In Bee Movie, an animated feature from 2007, a friendship between a bee (voiced by Jerry Seinfeld) and a young woman (Renee Zellweger) leads to the world’s bee population reclaiming the honey it produces.
A decade later, a young woman who is real and with a self-described “penchant for cute, round things” — working with NVIDIA engineers and GPU-powered deep learning — may help to minimize the impact of a destructive parasite and lead to domesticated bees being returned to the almond-shape hive design that serves them so well in the wild.
Jade Greenberg, a 17-year-old junior at Pascack Hills High School in Bergen County, N.J., zeroed in on honey bees and the causes of colony collapse as the subject of a research project for her molecular genetics class.
Eventually, Greenberg focused on the threat posed by Varroa mites, a parasite thought to be one of the most frequent causes of collapses of domestic hives. Her research has led her to postulate that the long-accepted design of the Langstroth hive — the cabinet-like standard since its introduction in the 1850s — is a big reason Varroa mites have become such a big problem.
NVIDIA, GPUs and deep learning came into the picture when Jade’s father, a solutions engineer at Kinetica, teamed with Jacci Cenci, an NVIDIA solution architect, and they started applying their companies’ respective technologies to the problem. Linking sensors and cameras to a convolutional neural network, Cenci’s team began collecting data on hive conditions such as weight, humidity, temperature and population.
Ramping Up Detection
A variety of deep learning and machine learning technologies — including NVIDIA’s Jetson TX2 development kit, an NVIDIA DGX Station, TensorRT, a high-performance deep learning inference optimizer and the Microsoft Cognitive Toolkit deep learning framework — combine to rapidly detect and warn against the presence of Varroa mites.
The stack of NVIDIA hardware and software is able to optimize, validate and deploy trained neural networks for inferencing in the field, thereby alerting beekeepers of the potential for infestation sooner.
“If the weight decreases, the hive could be sick and bees are leaving. If the hive is heavy, it could mean lots of swarming, or high humidity might be present, which increases the odds of mite infestation,” said Cenci.
Armed with this extra information, which is converted into useful charts and graphs using Kinetica’s GPU-accelerated insight engine, Greenberg moved steadily from simply studying the problem to crafting a solution.
“We have better ways of collecting data, and we have better ways of observing bees in more detailed ways,” she said. “I’m surprised that this industry hasn’t moved past something designed in the 19thcentury. It’s time for a change.
Fighting Mites with Hive Design
Greenberg, who explains her work in a video below, has been using the data collected with the NVIDIA technology to guide her efforts to design a better hive. She’s learned that the different sizes and shapes of the entrances, the contrast with the natural almond shape of wild hives, and the fact that the queen is separated from the rest of the colony are potentially fatal flaws of the Langstroth hive design.

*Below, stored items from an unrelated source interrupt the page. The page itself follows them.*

use serde::{Deserialize, Serialize};

use crate::core::Cell;

/// Visual family of one trace.
#[derive(Debug, Clone, Copy, PartialEq, Eq, Serialize, Deserialize)]
pub enum TraceKind {
    Bar,
    Line,
}

/// Draw mode for line traces.
#[derive(Debug, Clone, Copy, PartialEq, Eq, Default, Serialize, Deserialize)]
pub enum LineMode {
    #[default]
    Lines,
    MarkersLines,
}

/// Placement of per-point text labels relative to the mark.
#[derive(Debug, Clone, Copy, PartialEq, Eq, Default, Serialize, Deserialize)]
pub enum TextPosition {
    #[default]
    Auto,
    Inside,
    Outside,
}

/// One named series of (x, y) observations feeding a single chart mark run.
#[derive(Debug, Clone, PartialEq, Serialize, Deserialize)]
pub struct Trace {
    pub kind: TraceKind,
    /// Legend entry; `None` for single-series charts.
    pub name: Option<String>,
    pub x: Vec<Cell>,
    pub y: Vec<Cell>,
    /// Per-point text labels drawn on the marks.
    pub text: Option<Vec<String>>,
    pub mode: LineMode,
    /// CSS-style color string; `None` lets the host pick.
    pub color: Option<String>,
    /// Fixed bar width in axis units.
    pub width: Option<f64>,
    pub text_position: TextPosition,
    pub text_font_size: Option<u32>,
    /// Per-trace hover override; `None` defers to the layout's hover mode.
    pub hover_template: Option<String>,
    pub show_legend: Option<bool>,
    /// Facet pane this trace is drawn in, when the chart is faceted.
    pub facet: Option<String>,
}

impl Trace {
    #[must_use]
    pub fn new(kind: TraceKind, x: Vec<Cell>, y: Vec<Cell>) -> Self {
        Self {
            kind,
            name: None,
            x,
            y,
            text: None,
            mode: LineMode::default(),
            color: None,
            width: None,
            text_position: TextPosition::default(),
            text_font_size: None,
            hover_template: None,
            show_legend: None,
            facet: None,
        }
    }

    /// Number of observations in this trace.
    #[must_use]
    pub fn len(&self) -> usize {
        self.x.len()
    }

    #[must_use]
    pub fn is_empty(&self) -> bool {
        self.x.is_empty()
    }
}
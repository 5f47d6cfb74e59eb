use std::path::PathBuf;

use thiserror::Error;

pub type DashResult<T> = Result<T, DashError>;

#[derive(Debug, Error)]
pub enum DashError {
    #[error("failed to read dataset `{}`: {source}", path.display())]
    DatasetRead { path: PathBuf, source: csv::Error },

    #[error(transparent)]
    Parse(#[from] ParseError),

    #[error("invalid data: {0}")]
    InvalidData(String),
}

/// Cell-level coercion failure raised while reshaping a table.
///
/// Value-level variants recover per row (the offending row is dropped);
/// `MissingColumn` is fatal for the dataset being loaded.
#[derive(Debug, Clone, PartialEq, Eq, Error)]
pub enum ParseError {
    #[error("column `{column}` is missing")]
    MissingColumn { column: String },

    #[error("cell `{value}` in column `{column}` is not numeric")]
    NotNumeric { column: String, value: String },

    #[error("cell `{value}` in column `{column}` does not match date format `{format}`")]
    BadDate {
        column: String,
        value: String,
        format: String,
    },
}

impl ParseError {
    pub(crate) fn missing_column(column: &str) -> Self {
        Self::MissingColumn {
            column: column.to_owned(),
        }
    }
}
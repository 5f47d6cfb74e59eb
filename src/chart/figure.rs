use serde::{Deserialize, Serialize};

use crate::chart::layout::Layout;
use crate::chart::trace::{LineMode, TextPosition, Trace};
use crate::error::{DashError, DashResult};

/// Facet arrangement of a chart split into small-multiple panes.
#[derive(Debug, Clone, PartialEq, Serialize, Deserialize)]
pub struct FacetGrid {
    /// Column whose values name the panes.
    pub column: String,
    /// Panes per row before wrapping.
    pub wrap: u32,
    pub row_spacing: Option<f64>,
}

/// A styled collection of traces plus title/legend/axis configuration.
///
/// Constructed per page load from a [`crate::core::Table`], mutated in place
/// by [`crate::chart::normalize`], then handed immutably to the page.
#[derive(Debug, Clone, PartialEq, Default, Serialize, Deserialize)]
pub struct Chart {
    pub traces: Vec<Trace>,
    pub layout: Layout,
    pub facets: Option<FacetGrid>,
}

impl Chart {
    #[must_use]
    pub fn trace_count(&self) -> usize {
        self.traces.len()
    }

    #[must_use]
    pub fn traces(&self) -> &[Trace] {
        &self.traces
    }

    pub fn traces_mut(&mut self) -> &mut [Trace] {
        &mut self.traces
    }

    /// Renames traces in order; extra names are ignored.
    pub fn set_trace_names(&mut self, names: &[&str]) {
        for (trace, name) in self.traces.iter_mut().zip(names) {
            trace.name = Some((*name).to_owned());
        }
    }

    /// Sets the draw mode of every line trace.
    pub fn set_line_mode(&mut self, mode: LineMode) {
        for trace in &mut self.traces {
            trace.mode = mode;
        }
    }

    /// Applies one hover template to every trace.
    pub fn set_hover_template(&mut self, template: &str) {
        for trace in &mut self.traces {
            trace.hover_template = Some(template.to_owned());
        }
    }

    /// Fixes the bar width of every trace, in axis units.
    pub fn set_bar_width(&mut self, width: f64) {
        for trace in &mut self.traces {
            trace.width = Some(width);
        }
    }

    pub fn set_text_position(&mut self, position: TextPosition) {
        for trace in &mut self.traces {
            trace.text_position = position;
        }
    }

    pub fn set_text_font_size(&mut self, size: u32) {
        for trace in &mut self.traces {
            trace.text_font_size = Some(size);
        }
    }

    /// Serializes the chart to pretty JSON for display hosts.
    pub fn to_json_pretty(&self) -> DashResult<String> {
        serde_json::to_string_pretty(self)
            .map_err(|e| DashError::InvalidData(format!("failed to serialize chart: {e}")))
    }

    /// Deserializes a chart from JSON.
    pub fn from_json_str(input: &str) -> DashResult<Self> {
        serde_json::from_str(input)
            .map_err(|e| DashError::InvalidData(format!("failed to parse chart: {e}")))
    }
}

She also suggested that the larger spaces that bees occupy allow other mite-infected insects, such as moths, to enter the hive and become trapped, leading to further infestation.
In other words, AI is enabling Greenberg to pull back the curtain on the Langstroth hive’s failings, which may have been underestimated before now.
“It tells us in what ways the Langstroth hive is failing us when it comes to Varroa mite infestation,” she said.
It also is helping Greenberg refine her design, which, to be viable in the commercial beekeeping arena, must improve hive health while preserving the commercial capabilities of the Langstroth hive.
Greenberg and her bee hive design were recently awarded first alternate in the engineering category at the Nokia Bell Labs North Jersey Regional Science Fair. She’s also a finalist in the Intel International Science and Engineering Fair in May.
Her work and the technology backing her up will additionally be the subject of a session at the upcoming GPU Technology Conference in San Jose. Kinetica dashboards presenting the info will be rendered on an NVIDIA DGX Station AI supercomputer.